ASSIGNMENT: The lines from the start of the records below through the line containing "worker and reconstructs" are to be copied exactly, both ends included, with nothing added.

EXTRACTED ENTRIES:
#####
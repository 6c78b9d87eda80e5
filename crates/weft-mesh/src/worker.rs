//! Worker: rebuilds graph topology from the chunk stream and runs its
//! assigned sub-computation through the local transformer.
//!
//! Each worker serves the `WorkerService` RPC interface, either over an
//! in-process tarpc channel or over incoming QUIC connections. The worker
//! receives the same chunk stream as every other worker and reconstructs
//! full topology from it; its own return/parameter name subsets tell it
//! which outputs to materialize.

use std::collections::HashMap;
use std::sync::Arc;

use tarpc::context;
use tarpc::server::{BaseChannel, Channel};
use tokio::sync::RwLock;
use tracing::info;

use weft_graph::OpId;

use crate::executor::{LocalComputation, LocalTransformer, RefTransformer};
use crate::protocol::{assemble, GraphChunk};
use crate::transport::{EndpointTransport, WorkerService, WorkerServiceClient};

/// Shared worker state.
struct WorkerState {
    /// Live sub-computations, keyed by computation id.
    computations: HashMap<u64, Box<dyn LocalComputation>>,
    /// Whether a shutdown has been requested.
    shutting_down: bool,
    /// The execution engine this worker compiles subgraphs with.
    transformer: Arc<dyn LocalTransformer>,
}

/// A worker that builds and runs remote sub-computations.
#[derive(Clone)]
pub struct Worker {
    state: Arc<RwLock<WorkerState>>,
}

impl Worker {
    /// Create a worker backed by the given execution engine.
    pub fn new(transformer: Arc<dyn LocalTransformer>) -> Self {
        Self {
            state: Arc::new(RwLock::new(WorkerState {
                computations: HashMap::new(),
                shutting_down: false,
                transformer,
            })),
        }
    }

    /// Create a worker backed by the reference interpreter.
    pub fn reference() -> Self {
        Self::new(Arc::new(RefTransformer))
    }

    /// Spawn this worker serving a tarpc channel transport.
    ///
    /// Returns a client that can call this worker's RPC methods in-process.
    pub fn spawn_channel(&self) -> WorkerServiceClient {
        let (client_transport, server_transport) = tarpc::transport::channel::unbounded();

        let server = BaseChannel::with_defaults(server_transport);
        let handler = WorkerHandler {
            state: self.state.clone(),
        };

        tokio::spawn(async move {
            use futures_util::StreamExt;
            server
                .execute(handler.serve())
                .for_each(|response| async move {
                    tokio::spawn(response);
                })
                .await;
        });

        WorkerServiceClient::new(tarpc::client::Config::default(), client_transport).spawn()
    }

    /// Serve a single incoming QUIC connection via tarpc.
    pub async fn serve_connection(
        &self,
        conn: iroh::endpoint::Connection,
    ) -> Result<(), crate::error::DistError> {
        let (send, recv) = conn
            .accept_bi()
            .await
            .map_err(|e| crate::error::DistError::Transport(e.to_string()))?;
        let stream = crate::transport::RpcStream::new(send, recv);
        let transport = crate::transport::rpc_transport(stream);
        let server = BaseChannel::with_defaults(transport);
        let handler = WorkerHandler {
            state: self.state.clone(),
        };
        tokio::spawn(async move {
            use futures_util::StreamExt;
            server
                .execute(handler.serve())
                .for_each(|response| async move {
                    tokio::spawn(response);
                })
                .await;
        });
        Ok(())
    }

    /// Accept loop: serve tarpc over incoming QUIC connections.
    pub async fn serve(
        &self,
        transport: &EndpointTransport,
    ) -> Result<(), crate::error::DistError> {
        while let Some(incoming) = transport.accept().await {
            let conn = incoming
                .await
                .map_err(|e| crate::error::DistError::Transport(e.to_string()))?;
            self.serve_connection(conn).await?;
        }
        Ok(())
    }

    /// Whether shutdown has been requested.
    pub async fn is_shutting_down(&self) -> bool {
        self.state.read().await.shutting_down
    }

    /// Number of live sub-computations.
    pub async fn num_computations(&self) -> usize {
        self.state.read().await.computations.len()
    }
}

/// tarpc service implementation for workers.
#[derive(Clone)]
struct WorkerHandler {
    state: Arc<RwLock<WorkerState>>,
}

impl WorkerService for WorkerHandler {
    async fn create_computation(
        self,
        _ctx: context::Context,
        comp_id: u64,
        chunks: Vec<GraphChunk>,
        returns: Vec<String>,
        params: Vec<String>,
    ) -> Result<(), String> {
        let graph = assemble(&chunks).map_err(|e| e.to_string())?;

        let resolve = |names: &[String]| -> Result<Vec<OpId>, String> {
            names
                .iter()
                .map(|n| {
                    graph
                        .by_name(n)
                        .ok_or_else(|| format!("op {n} not present in the chunk stream"))
                })
                .collect()
        };
        let return_ids = resolve(&returns)?;
        let param_ids = resolve(&params)?;

        let mut state = self.state.write().await;
        let computation = state.transformer.compile(&graph, &return_ids, &param_ids)?;
        state.computations.insert(comp_id, computation);

        info!(
            "created computation {comp_id}: {} ops, {} returns, {} params",
            graph.len(),
            returns.len(),
            params.len()
        );
        Ok(())
    }

    async fn feed_inputs(
        self,
        _ctx: context::Context,
        comp_id: u64,
        values: Vec<Vec<f32>>,
    ) -> Result<(), String> {
        let mut state = self.state.write().await;
        let computation = state
            .computations
            .get_mut(&comp_id)
            .ok_or_else(|| format!("no computation {comp_id}"))?;
        computation.feed_inputs(values)
    }

    async fn feed_received(
        self,
        _ctx: context::Context,
        comp_id: u64,
        values: Vec<(String, Vec<f32>)>,
    ) -> Result<(), String> {
        let mut state = self.state.write().await;
        let computation = state
            .computations
            .get_mut(&comp_id)
            .ok_or_else(|| format!("no computation {comp_id}"))?;
        for (send_name, value) in values {
            computation.feed_received(&send_name, value)?;
        }
        Ok(())
    }

    async fn collect_results(
        self,
        _ctx: context::Context,
        comp_id: u64,
    ) -> Result<Vec<(String, Vec<f32>)>, String> {
        let mut state = self.state.write().await;
        let computation = state
            .computations
            .get_mut(&comp_id)
            .ok_or_else(|| format!("no computation {comp_id}"))?;
        computation.collect_results()
    }

    async fn ping(self, _ctx: context::Context, seq: u64) -> u64 {
        seq
    }

    async fn shutdown(self, _ctx: context::Context) -> Result<(), String> {
        info!("shutdown requested");
        let mut state = self.state.write().await;
        state.shutting_down = true;
        Ok(())
    }
}

#[cfg(test)]
mod tests {
    use super::*;
    use crate::protocol::chunk_graph;
    use weft_graph::OpGraph;

    fn sum_graph() -> Vec<GraphChunk> {
        let mut g = OpGraph::new();
        let x = g.parameter("x", &[2]);
        let y = g.parameter("y", &[2]);
        let s = g.add("s", x, y);
        let order = g.all_op_references(&[s]);
        chunk_graph(&g, &order)
    }

    #[tokio::test]
    async fn create_feed_and_collect() {
        let worker = Worker::reference();
        let client = worker.spawn_channel();

        let chunks = sum_graph();
        client
            .create_computation(
                context::current(),
                1,
                chunks,
                vec!["s".into()],
                vec!["x".into(), "y".into()],
            )
            .await
            .unwrap()
            .unwrap();
        assert_eq!(worker.num_computations().await, 1);

        client
            .feed_inputs(context::current(), 1, vec![vec![1.0, 2.0], vec![3.0, 4.0]])
            .await
            .unwrap()
            .unwrap();

        let results = client
            .collect_results(context::current(), 1)
            .await
            .unwrap()
            .unwrap();
        assert_eq!(results, vec![("s".to_string(), vec![4.0, 6.0])]);
    }

    #[tokio::test]
    async fn unknown_return_name_is_rejected() {
        let worker = Worker::reference();
        let client = worker.spawn_channel();

        let result = client
            .create_computation(
                context::current(),
                1,
                sum_graph(),
                vec!["nonexistent".into()],
                vec![],
            )
            .await
            .unwrap();
        assert!(result.is_err());
    }

    #[tokio::test]
    async fn version_mismatch_is_rejected() {
        let worker = Worker::reference();
        let client = worker.spawn_channel();

        let mut chunks = sum_graph();
        chunks[0].version = 999;
        let result = client
            .create_computation(context::current(), 1, chunks, vec![], vec![])
            .await
            .unwrap();
        assert!(result.unwrap_err().contains("version mismatch"));
    }

    #[tokio::test]
    async fn unknown_computation_id() {
        let worker = Worker::reference();
        let client = worker.spawn_channel();

        let result = client
            .collect_results(context::current(), 7)
            .await
            .unwrap();
        assert!(result.is_err());
    }

    #[tokio::test]
    async fn ping_and_shutdown() {
        let worker = Worker::reference();
        let client = worker.spawn_channel();

        assert_eq!(client.ping(context::current(), 42).await.unwrap(), 42);
        assert!(!worker.is_shutting_down().await);
        client.shutdown(context::current()).await.unwrap().unwrap();
        assert!(worker.is_shutting_down().await);
    }
}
#####
RESULT FOR THIS TASK:
repository 6c78b9d87eda80e5
filename crates/weft-mesh/src/worker.rs
//! Worker: rebuilds graph topology from the chunk stream and runs its
//! assigned sub-computation through the local transformer.
//!
//! Each worker serves the `WorkerService` RPC interface, either over an
//! in-process tarpc channel or over incoming QUIC connections. The worker
//! receives the same chunk stream as every other worker and reconstructs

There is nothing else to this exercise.